▶ [Task prompt] What you return must match the records word for word.

================

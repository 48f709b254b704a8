use std::sync::Arc;

use colored::Colorize;
use config::{Config, ConfigError};
use gameshelf_library::{
    AuthError, FallbackDatabase, MemoryDatabase, PgDatabase, SharedDatabase, Shelf,
};
use gameshelf_server::ServerConfig;
use log::{error, info, warn};
use thiserror::Error;
use tokio::runtime::{self, Runtime};

use crate::logging::DIMMED;

mod config;
mod logging;

pub struct Gameshelf {
    shelf: Shelf,
    server: ServerConfig,
    runtime: Runtime,
}

#[derive(Debug, Error)]
enum GameshelfError {
    #[error("Invalid configuration: {0}")]
    Config(#[from] ConfigError),

    #[error("Could not create the admin account: {0}")]
    Admin(#[from] AuthError),

    #[error("Could not serve requests: {0}")]
    Server(#[from] std::io::Error),

    #[error("Fatal error: {0}")]
    Fatal(String),
}

impl Gameshelf {
    fn new() -> Result<Self, GameshelfError> {
        let config = Config::from_env()?;

        info!("Building async runtime...");
        let main_runtime = runtime::Builder::new_multi_thread()
            .enable_all()
            .thread_name("gameshelf-async")
            .build()
            .map_err(|e| GameshelfError::Fatal(e.to_string()))?;

        let volatile = main_runtime.block_on(MemoryDatabase::with_file(&config.data_file));

        let durable = match &config.database_url {
            Some(url) => {
                info!("Connecting to database...");

                match main_runtime.block_on(PgDatabase::new(url, config.database_timeout)) {
                    Ok(db) => Some(Arc::new(db) as SharedDatabase),
                    Err(e) => {
                        warn!("Could not connect to postgres, using the volatile store: {}", e);
                        None
                    }
                }
            }
            None => {
                warn!("DATABASE_URL is not set, using the volatile store");
                None
            }
        };

        let database =
            FallbackDatabase::new(durable, volatile).with_timeout(config.database_timeout);
        let shelf = Shelf::new(database, config.tokens, config.catalog);

        if let Some(admin) = config.admin {
            main_runtime.block_on(shelf.auth.ensure_admin(admin))?;
        }

        Ok(Self {
            shelf,
            server: config.server,
            runtime: main_runtime,
        })
    }

    fn run(self) -> Result<(), GameshelfError> {
        self.runtime
            .block_on(gameshelf_server::run_server(self.server, self.shelf))?;

        Ok(())
    }
}

impl GameshelfError {
    fn hint(&self) -> String {
        match self {
            GameshelfError::Config(_) => "Check the environment variables or the .env file, then try again.".to_string(),
            GameshelfError::Admin(_) => "The admin account is seeded from GAMESHELF_ADMIN_USERNAME, GAMESHELF_ADMIN_EMAIL and GAMESHELF_ADMIN_PASSWORD. Make sure they are valid, or unset them.".to_string(),
            GameshelfError::Server(_) => "Make sure GAMESHELF_PORT is free and can be bound by this user.".to_string(),
            GameshelfError::Fatal(_) => "This error is fatal, and should not happen.".to_string(),
        }
    }
}

fn report(error: GameshelfError) {
    error!("{} Read the error below to troubleshoot the issue. If you think this might be a bug, please report it by making a GitHub issue.", "Gameshelf failed to start!".bold().red());
    error!("{}", error);
    error!("{}", format!("Hint: {}", error.hint()).color(DIMMED).italic());
}

fn main() {
    let _ = dotenvy::dotenv();

    if let Err(e) = logging::init_logger(logging::level_from_env()) {
        eprintln!("Could not initialize logging: {}", e);
    }

    match Gameshelf::new() {
        Ok(gameshelf) => {
            info!("Initialized successfully.");

            if let Err(error) = gameshelf.run() {
                report(error);
            }
        }
        Err(error) => report(error),
    }
}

================

▶ [Exercise output]
repository 48f709b254b704a8
use std::sync::Arc;

use colored::Colorize;
use config::{Config, ConfigError};
use gameshelf_library::{
    AuthError, FallbackDatabase, MemoryDatabase, PgDatabase, SharedDatabase, Shelf,
};
use gameshelf_server::ServerConfig;
use log::{error, info, warn};
use thiserror::Error;
use tokio::runtime::{self, Runtime};

use crate::logging::DIMMED;

mod config;
mod logging;

pub struct Gameshelf {
    shelf: Shelf,
    server: ServerConfig,
    runtime: Runtime,
}

#[derive(Debug, Error)]
enum GameshelfError {
    #[error("Invalid configuration: {0}")]
    Config(#[from] ConfigError),

    #[error("Could not create the admin account: {0}")]
    Admin(#[from] AuthError),

    #[error("Could not serve requests: {0}")]
    Server(#[from] std::io::Error),

    #[error("Fatal error: {0}")]
    Fatal(String),
}

impl Gameshelf {
    fn new() -> Result<Self, GameshelfError> {
        let config = Config::from_env()?;

        info!("Building async runtime...");
        let main_runtime = runtime::Builder::new_multi_thread()
            .enable_all()
            .thread_name("gameshelf-async")
            .build()
            .map_err(|e| GameshelfError::Fatal(e.to_string()))?;

        let volatile = main_runtime.block_on(MemoryDatabase::with_file(&config.data_file));

        let durable = match &config.database_url {
            Some(url) => {
                info!("Connecting to database...");

                match main_runtime.block_on(PgDatabase::new(url, config.database_timeout)) {
                    Ok(db) => Some(Arc::new(db) as SharedDatabase),
                    Err(e) => {
                        warn!("Could not connect to postgres, using the volatile store: {}", e);
                        None
                    }
                }
            }
            None => {
                warn!("DATABASE_URL is not set, using the volatile store");
                None
            }
        };

        let database =
            FallbackDatabase::new(durable, volatile).with_timeout(config.database_timeout);
        let shelf = Shelf::new(database, config.tokens, config.catalog);

        if let Some(admin) = config.admin {
            main_runtime.block_on(shelf.auth.ensure_admin(admin))?;
        }

        Ok(Self {
            shelf,
            server: config.server,
            runtime: main_runtime,
        })
    }

    fn run(self) -> Result<(), GameshelfError> {
        self.runtime
            .block_on(gameshelf_server::run_server(self.server, self.shelf))?;

        Ok(())
    }
}

impl GameshelfError {
    fn hint(&self) -> String {
        match self {
            GameshelfError::Config(_) => "Check the environment variables or the .env file, then try again.".to_string(),
            GameshelfError::Admin(_) => "The admin account is seeded from GAMESHELF_ADMIN_USERNAME, GAMESHELF_ADMIN_EMAIL and GAMESHELF_ADMIN_PASSWORD. Make sure they are valid, or unset them.".to_string(),
            GameshelfError::Server(_) => "Make sure GAMESHELF_PORT is free and can be bound by this user.".to_string(),
            GameshelfError::Fatal(_) => "This error is fatal, and should not happen.".to_string(),
        }
    }
}

fn report(error: GameshelfError) {
    error!("{} Read the error below to troubleshoot the issue. If you think this might be a bug, please report it by making a GitHub issue.", "Gameshelf failed to start!".bold().red());
    error!("{}", error);
    error!("{}", format!("Hint: {}", error.hint()).color(DIMMED).italic());
}

fn main() {
    let _ = dotenvy::dotenv();

    if let Err(e) = logging::init_logger(logging::level_from_env()) {
        eprintln!("Could not initialize logging: {}", e);
    }

    match Gameshelf::new() {
        Ok(gameshelf) => {
            info!("Initialized successfully.");

            if let Err(error) = gameshelf.run() {
                report(error);
            }
        }
        Err(error) => report(error),
    }
}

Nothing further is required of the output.